> **Task item**:
Below are entries. Reproduce exactly the lines between the line holding "a string slice." and the line holding "pub use month::MonthKey;", inclusive, and only those.

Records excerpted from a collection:
────────
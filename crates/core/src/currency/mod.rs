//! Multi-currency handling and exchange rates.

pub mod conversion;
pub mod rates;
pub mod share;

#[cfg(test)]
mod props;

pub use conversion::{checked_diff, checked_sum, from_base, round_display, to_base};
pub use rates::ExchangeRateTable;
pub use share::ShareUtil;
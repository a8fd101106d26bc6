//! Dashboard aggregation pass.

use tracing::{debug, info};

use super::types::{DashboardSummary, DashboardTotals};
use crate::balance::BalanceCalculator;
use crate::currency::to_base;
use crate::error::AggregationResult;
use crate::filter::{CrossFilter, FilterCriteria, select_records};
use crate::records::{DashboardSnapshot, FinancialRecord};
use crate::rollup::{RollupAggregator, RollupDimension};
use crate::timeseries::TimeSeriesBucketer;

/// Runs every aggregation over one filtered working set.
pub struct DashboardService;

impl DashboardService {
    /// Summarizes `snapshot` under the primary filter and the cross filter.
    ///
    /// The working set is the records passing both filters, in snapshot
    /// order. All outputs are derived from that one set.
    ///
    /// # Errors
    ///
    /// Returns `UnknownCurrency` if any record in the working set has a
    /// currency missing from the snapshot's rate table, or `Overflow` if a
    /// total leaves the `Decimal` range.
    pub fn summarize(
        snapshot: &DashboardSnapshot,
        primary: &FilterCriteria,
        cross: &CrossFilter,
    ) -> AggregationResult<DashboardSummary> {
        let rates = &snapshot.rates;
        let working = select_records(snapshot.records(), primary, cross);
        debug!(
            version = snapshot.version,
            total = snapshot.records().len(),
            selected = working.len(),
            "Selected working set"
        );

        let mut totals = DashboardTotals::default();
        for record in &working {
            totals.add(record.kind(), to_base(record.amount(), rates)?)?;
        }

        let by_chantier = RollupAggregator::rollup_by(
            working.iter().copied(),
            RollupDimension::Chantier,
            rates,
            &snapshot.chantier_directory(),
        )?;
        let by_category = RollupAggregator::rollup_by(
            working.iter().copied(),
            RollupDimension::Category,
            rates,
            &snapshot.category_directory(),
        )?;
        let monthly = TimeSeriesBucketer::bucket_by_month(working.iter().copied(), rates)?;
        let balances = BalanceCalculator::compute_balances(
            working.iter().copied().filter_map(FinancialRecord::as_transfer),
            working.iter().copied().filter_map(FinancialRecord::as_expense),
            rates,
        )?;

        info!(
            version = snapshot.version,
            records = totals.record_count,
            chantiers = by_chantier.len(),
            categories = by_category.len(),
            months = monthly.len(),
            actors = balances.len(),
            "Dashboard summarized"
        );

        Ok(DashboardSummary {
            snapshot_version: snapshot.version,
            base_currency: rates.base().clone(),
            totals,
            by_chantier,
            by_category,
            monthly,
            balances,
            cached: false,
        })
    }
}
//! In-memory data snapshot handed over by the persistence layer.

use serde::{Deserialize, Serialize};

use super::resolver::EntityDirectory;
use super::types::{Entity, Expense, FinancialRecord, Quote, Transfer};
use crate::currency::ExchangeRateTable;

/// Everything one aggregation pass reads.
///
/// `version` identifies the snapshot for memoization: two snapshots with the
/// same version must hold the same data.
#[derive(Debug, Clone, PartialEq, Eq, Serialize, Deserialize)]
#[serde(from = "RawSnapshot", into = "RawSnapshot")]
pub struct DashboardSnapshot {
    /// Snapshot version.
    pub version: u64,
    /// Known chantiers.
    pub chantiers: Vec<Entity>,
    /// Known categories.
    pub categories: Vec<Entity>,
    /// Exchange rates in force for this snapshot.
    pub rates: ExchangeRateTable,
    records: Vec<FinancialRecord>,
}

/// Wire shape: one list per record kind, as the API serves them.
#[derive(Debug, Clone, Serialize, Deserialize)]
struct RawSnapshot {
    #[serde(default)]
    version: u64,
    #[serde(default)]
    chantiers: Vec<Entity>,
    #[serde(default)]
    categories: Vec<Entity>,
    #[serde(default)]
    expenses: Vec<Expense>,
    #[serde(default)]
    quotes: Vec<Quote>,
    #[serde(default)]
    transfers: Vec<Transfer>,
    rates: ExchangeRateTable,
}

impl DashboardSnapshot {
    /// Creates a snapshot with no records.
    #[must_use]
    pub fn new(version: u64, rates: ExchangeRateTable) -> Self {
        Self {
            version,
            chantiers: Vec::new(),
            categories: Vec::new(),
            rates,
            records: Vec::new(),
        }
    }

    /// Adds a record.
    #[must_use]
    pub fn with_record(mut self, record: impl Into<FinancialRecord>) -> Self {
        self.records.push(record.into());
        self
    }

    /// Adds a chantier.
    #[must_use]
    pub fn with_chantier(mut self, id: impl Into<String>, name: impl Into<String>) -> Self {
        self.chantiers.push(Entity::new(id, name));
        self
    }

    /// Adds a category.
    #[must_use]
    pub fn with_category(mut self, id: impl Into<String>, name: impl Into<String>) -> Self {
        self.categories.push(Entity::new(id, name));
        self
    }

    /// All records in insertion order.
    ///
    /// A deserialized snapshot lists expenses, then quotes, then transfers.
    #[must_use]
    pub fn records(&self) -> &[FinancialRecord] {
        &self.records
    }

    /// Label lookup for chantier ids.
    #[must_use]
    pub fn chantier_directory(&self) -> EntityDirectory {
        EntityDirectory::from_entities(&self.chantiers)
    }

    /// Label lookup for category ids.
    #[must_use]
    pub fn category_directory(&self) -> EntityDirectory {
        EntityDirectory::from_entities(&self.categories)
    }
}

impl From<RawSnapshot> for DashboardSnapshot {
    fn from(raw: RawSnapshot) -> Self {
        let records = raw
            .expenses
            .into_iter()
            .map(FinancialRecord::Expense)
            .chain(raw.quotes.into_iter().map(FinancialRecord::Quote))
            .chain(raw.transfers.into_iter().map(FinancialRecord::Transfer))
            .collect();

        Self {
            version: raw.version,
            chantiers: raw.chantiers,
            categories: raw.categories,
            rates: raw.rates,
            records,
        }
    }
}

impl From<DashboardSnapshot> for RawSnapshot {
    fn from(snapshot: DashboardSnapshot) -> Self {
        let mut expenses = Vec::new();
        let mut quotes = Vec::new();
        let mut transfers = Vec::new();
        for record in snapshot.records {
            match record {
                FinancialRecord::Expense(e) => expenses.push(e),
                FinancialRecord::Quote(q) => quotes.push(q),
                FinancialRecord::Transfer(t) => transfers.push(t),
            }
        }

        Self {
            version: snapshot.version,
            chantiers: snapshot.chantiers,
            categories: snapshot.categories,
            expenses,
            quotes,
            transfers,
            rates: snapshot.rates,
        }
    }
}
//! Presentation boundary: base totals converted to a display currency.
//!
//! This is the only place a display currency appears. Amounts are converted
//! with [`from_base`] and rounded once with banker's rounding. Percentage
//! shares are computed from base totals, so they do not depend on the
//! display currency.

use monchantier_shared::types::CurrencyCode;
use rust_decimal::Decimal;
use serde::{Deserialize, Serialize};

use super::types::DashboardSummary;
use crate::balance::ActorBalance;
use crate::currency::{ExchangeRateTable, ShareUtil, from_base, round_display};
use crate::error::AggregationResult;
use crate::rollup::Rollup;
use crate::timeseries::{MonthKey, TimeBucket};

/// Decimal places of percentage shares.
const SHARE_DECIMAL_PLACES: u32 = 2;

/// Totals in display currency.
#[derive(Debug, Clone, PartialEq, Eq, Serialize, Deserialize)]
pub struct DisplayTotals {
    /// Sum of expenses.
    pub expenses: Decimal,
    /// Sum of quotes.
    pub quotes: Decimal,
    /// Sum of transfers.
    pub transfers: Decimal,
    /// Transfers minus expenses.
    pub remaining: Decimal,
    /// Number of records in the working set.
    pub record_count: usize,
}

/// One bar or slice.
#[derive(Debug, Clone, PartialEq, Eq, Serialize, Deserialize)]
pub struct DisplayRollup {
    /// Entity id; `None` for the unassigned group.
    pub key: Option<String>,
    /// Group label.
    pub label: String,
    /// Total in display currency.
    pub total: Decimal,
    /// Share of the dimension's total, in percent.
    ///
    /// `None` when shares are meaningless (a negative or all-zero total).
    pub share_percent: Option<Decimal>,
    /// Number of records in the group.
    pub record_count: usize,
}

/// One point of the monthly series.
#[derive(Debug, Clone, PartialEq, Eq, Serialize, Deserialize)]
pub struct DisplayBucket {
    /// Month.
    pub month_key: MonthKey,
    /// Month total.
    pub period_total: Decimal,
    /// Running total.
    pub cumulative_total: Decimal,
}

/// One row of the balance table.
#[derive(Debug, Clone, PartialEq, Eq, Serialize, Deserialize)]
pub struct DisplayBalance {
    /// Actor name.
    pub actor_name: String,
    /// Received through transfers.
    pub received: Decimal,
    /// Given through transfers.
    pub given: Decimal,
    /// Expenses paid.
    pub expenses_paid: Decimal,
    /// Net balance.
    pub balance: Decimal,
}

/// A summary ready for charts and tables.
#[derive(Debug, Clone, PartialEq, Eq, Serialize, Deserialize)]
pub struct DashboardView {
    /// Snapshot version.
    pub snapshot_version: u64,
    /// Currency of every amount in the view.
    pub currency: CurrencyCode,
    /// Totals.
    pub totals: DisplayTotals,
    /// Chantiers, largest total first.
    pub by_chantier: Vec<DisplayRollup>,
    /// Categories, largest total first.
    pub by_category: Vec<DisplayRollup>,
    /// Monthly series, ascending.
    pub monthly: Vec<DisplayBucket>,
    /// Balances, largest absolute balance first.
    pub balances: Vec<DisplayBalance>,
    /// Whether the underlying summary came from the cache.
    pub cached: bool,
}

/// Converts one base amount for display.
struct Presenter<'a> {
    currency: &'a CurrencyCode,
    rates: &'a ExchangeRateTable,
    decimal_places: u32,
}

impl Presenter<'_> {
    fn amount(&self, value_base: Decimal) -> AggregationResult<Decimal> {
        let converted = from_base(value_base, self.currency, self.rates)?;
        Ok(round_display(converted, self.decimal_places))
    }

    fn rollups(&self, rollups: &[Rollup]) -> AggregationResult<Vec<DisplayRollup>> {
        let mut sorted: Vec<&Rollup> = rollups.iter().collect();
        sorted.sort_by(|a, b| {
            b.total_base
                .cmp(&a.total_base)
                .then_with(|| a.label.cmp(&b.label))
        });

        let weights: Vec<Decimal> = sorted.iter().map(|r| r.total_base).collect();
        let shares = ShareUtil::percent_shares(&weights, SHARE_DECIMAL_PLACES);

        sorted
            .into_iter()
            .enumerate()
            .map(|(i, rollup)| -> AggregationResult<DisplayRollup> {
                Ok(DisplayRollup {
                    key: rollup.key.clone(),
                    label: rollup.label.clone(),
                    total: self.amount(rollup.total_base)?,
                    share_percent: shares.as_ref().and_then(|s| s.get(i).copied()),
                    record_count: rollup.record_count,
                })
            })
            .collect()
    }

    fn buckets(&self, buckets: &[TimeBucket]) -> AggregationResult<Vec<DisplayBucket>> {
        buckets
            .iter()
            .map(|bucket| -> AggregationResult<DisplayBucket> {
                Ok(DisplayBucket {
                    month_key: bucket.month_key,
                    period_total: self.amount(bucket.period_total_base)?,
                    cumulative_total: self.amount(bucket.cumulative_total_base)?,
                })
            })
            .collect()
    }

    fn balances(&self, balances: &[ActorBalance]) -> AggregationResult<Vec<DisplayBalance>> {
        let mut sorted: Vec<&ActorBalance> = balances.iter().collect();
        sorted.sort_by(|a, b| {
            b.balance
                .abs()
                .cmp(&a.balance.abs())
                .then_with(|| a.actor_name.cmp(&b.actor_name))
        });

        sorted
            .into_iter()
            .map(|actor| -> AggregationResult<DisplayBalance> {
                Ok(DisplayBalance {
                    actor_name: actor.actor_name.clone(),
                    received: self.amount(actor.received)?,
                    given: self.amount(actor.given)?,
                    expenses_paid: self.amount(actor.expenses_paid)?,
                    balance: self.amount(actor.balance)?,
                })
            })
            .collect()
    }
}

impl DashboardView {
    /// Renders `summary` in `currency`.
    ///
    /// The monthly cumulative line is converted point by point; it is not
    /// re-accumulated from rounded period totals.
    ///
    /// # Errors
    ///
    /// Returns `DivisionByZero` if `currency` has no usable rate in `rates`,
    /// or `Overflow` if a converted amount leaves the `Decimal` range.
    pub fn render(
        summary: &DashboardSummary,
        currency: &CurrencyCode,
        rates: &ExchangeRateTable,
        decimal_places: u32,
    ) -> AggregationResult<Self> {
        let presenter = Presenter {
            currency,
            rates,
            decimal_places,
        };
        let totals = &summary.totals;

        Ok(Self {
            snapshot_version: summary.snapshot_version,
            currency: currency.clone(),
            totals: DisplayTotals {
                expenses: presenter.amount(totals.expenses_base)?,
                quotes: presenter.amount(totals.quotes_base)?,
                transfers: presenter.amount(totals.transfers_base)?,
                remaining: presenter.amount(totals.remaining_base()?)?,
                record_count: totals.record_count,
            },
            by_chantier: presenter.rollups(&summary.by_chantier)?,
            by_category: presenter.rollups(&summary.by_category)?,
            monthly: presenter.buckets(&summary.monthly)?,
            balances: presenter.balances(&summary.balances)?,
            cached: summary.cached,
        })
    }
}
────────
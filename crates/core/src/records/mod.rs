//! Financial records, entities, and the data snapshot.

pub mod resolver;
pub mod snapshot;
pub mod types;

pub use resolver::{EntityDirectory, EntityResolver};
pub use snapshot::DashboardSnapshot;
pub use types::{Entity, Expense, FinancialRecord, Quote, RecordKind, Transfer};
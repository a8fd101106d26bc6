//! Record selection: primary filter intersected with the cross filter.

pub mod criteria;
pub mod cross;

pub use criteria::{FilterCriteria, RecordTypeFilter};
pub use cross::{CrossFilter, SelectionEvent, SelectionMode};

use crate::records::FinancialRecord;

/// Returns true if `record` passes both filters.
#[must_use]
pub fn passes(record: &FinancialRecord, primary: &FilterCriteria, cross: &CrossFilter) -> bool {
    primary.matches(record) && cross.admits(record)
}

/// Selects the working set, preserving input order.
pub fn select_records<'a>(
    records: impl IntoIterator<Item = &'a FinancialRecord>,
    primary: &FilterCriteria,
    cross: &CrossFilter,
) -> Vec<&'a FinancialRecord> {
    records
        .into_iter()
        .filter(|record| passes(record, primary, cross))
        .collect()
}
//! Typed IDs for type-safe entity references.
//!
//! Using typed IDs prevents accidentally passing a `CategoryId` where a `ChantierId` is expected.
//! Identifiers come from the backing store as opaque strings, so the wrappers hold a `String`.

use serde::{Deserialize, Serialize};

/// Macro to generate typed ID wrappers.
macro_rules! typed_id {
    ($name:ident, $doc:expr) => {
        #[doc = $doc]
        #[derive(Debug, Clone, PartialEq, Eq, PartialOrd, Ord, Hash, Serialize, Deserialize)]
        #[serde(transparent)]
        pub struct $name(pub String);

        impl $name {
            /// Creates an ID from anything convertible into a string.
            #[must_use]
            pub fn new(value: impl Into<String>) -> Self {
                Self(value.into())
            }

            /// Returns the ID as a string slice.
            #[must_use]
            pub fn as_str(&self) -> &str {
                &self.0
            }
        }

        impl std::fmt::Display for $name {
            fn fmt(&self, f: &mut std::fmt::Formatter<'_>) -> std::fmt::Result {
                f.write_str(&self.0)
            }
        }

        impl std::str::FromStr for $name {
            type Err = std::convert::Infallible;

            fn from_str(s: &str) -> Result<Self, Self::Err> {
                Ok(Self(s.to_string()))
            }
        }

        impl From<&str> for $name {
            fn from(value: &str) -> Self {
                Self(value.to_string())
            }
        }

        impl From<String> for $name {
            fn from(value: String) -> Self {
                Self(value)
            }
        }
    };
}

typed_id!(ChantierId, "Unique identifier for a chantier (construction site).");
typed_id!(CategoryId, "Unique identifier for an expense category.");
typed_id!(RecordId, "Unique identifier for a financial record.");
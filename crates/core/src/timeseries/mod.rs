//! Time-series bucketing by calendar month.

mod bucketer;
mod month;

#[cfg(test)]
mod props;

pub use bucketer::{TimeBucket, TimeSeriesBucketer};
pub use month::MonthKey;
────────
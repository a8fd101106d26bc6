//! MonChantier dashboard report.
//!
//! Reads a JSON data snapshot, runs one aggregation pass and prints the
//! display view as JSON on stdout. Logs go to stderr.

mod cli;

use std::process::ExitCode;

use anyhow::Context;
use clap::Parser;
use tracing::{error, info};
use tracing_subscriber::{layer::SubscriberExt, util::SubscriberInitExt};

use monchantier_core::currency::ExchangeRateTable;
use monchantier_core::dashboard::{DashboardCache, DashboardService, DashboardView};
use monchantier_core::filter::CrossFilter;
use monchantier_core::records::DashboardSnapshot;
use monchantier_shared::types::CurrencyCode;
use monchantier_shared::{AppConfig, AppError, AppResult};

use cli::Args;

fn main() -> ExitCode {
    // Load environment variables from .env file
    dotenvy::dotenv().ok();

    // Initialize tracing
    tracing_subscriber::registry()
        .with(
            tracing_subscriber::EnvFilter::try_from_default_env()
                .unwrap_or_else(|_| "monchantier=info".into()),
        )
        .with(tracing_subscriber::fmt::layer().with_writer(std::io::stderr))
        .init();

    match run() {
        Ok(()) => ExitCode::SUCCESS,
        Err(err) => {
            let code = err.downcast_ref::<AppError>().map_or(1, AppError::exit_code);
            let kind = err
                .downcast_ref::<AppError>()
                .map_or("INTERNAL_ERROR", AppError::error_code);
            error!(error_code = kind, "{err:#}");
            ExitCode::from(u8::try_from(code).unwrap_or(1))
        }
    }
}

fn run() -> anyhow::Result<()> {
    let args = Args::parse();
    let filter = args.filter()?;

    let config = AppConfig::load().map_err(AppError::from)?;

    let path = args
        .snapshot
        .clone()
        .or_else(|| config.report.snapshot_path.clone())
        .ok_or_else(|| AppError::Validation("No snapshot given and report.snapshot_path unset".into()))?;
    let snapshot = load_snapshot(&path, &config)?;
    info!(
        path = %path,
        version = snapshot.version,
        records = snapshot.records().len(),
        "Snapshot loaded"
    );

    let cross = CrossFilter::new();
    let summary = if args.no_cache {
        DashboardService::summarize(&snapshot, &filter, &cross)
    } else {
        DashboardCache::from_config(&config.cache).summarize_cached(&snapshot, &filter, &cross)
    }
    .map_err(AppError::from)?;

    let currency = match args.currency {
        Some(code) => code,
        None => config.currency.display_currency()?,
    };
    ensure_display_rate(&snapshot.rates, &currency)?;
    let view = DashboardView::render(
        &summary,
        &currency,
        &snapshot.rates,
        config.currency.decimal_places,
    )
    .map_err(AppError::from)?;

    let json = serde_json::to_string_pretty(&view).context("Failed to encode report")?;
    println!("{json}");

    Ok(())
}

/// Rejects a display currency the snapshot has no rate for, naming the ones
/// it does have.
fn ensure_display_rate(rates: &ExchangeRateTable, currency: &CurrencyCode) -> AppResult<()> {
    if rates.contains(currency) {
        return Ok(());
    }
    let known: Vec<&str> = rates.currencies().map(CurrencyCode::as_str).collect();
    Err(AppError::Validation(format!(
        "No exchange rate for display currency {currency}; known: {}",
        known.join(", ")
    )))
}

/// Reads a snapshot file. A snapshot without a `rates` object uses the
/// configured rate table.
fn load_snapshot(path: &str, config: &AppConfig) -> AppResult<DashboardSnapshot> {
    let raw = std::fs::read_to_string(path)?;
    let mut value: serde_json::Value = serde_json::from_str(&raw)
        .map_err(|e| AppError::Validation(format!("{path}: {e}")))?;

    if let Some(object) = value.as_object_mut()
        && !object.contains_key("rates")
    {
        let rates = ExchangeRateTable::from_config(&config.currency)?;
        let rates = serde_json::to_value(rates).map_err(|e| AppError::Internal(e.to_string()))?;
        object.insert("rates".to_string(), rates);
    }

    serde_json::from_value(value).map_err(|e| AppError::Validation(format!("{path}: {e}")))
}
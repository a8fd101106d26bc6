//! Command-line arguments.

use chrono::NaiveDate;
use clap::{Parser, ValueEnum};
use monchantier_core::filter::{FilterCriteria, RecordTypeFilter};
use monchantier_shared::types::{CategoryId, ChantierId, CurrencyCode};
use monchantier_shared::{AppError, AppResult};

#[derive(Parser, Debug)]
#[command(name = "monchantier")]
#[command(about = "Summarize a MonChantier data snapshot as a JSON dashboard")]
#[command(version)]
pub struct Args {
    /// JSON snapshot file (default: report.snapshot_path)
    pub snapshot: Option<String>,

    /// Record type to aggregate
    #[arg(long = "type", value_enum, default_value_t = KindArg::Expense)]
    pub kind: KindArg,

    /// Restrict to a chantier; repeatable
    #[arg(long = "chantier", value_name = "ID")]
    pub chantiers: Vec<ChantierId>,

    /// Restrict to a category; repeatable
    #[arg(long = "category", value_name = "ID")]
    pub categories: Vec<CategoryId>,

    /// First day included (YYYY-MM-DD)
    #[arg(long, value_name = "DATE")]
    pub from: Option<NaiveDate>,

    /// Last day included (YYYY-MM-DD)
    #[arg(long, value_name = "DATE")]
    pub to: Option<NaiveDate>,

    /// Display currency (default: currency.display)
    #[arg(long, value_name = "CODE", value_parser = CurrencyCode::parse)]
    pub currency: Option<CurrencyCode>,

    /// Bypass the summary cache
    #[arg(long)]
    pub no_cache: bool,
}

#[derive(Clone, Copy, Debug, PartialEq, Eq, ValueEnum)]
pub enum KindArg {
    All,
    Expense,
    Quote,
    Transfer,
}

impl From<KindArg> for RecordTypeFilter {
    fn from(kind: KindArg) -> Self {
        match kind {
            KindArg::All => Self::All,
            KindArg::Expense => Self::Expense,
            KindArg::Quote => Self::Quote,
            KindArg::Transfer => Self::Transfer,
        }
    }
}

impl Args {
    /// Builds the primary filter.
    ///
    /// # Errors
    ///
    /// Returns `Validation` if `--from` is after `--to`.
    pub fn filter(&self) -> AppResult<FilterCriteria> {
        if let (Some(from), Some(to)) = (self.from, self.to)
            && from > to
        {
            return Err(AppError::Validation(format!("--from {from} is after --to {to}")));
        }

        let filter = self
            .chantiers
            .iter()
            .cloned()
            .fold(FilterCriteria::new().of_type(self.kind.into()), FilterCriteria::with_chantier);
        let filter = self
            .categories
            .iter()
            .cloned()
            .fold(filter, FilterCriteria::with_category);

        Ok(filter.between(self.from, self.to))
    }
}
────────
> **Solution to the exercise**:
            /// Returns the ID as a string slice.
            #[must_use]
            pub fn as_str(&self) -> &str {
                &self.0
            }
        }

        impl std::fmt::Display for $name {
            fn fmt(&self, f: &mut std::fmt::Formatter<'_>) -> std::fmt::Result {
                f.write_str(&self.0)
            }
        }

        impl std::str::FromStr for $name {
            type Err = std::convert::Infallible;

            fn from_str(s: &str) -> Result<Self, Self::Err> {
                Ok(Self(s.to_string()))
            }
        }

        impl From<&str> for $name {
            fn from(value: &str) -> Self {
                Self(value.to_string())
            }
        }

        impl From<String> for $name {
            fn from(value: String) -> Self {
                Self(value)
            }
        }
    };
}

typed_id!(ChantierId, "Unique identifier for a chantier (construction site).");
typed_id!(CategoryId, "Unique identifier for an expense category.");
typed_id!(RecordId, "Unique identifier for a financial record.");
filename crates/core/src/timeseries/mod.rs
//! Time-series bucketing by calendar month.

mod bucketer;
mod month;

#[cfg(test)]
mod props;

pub use bucketer::{TimeBucket, TimeSeriesBucketer};
pub use month::MonthKey;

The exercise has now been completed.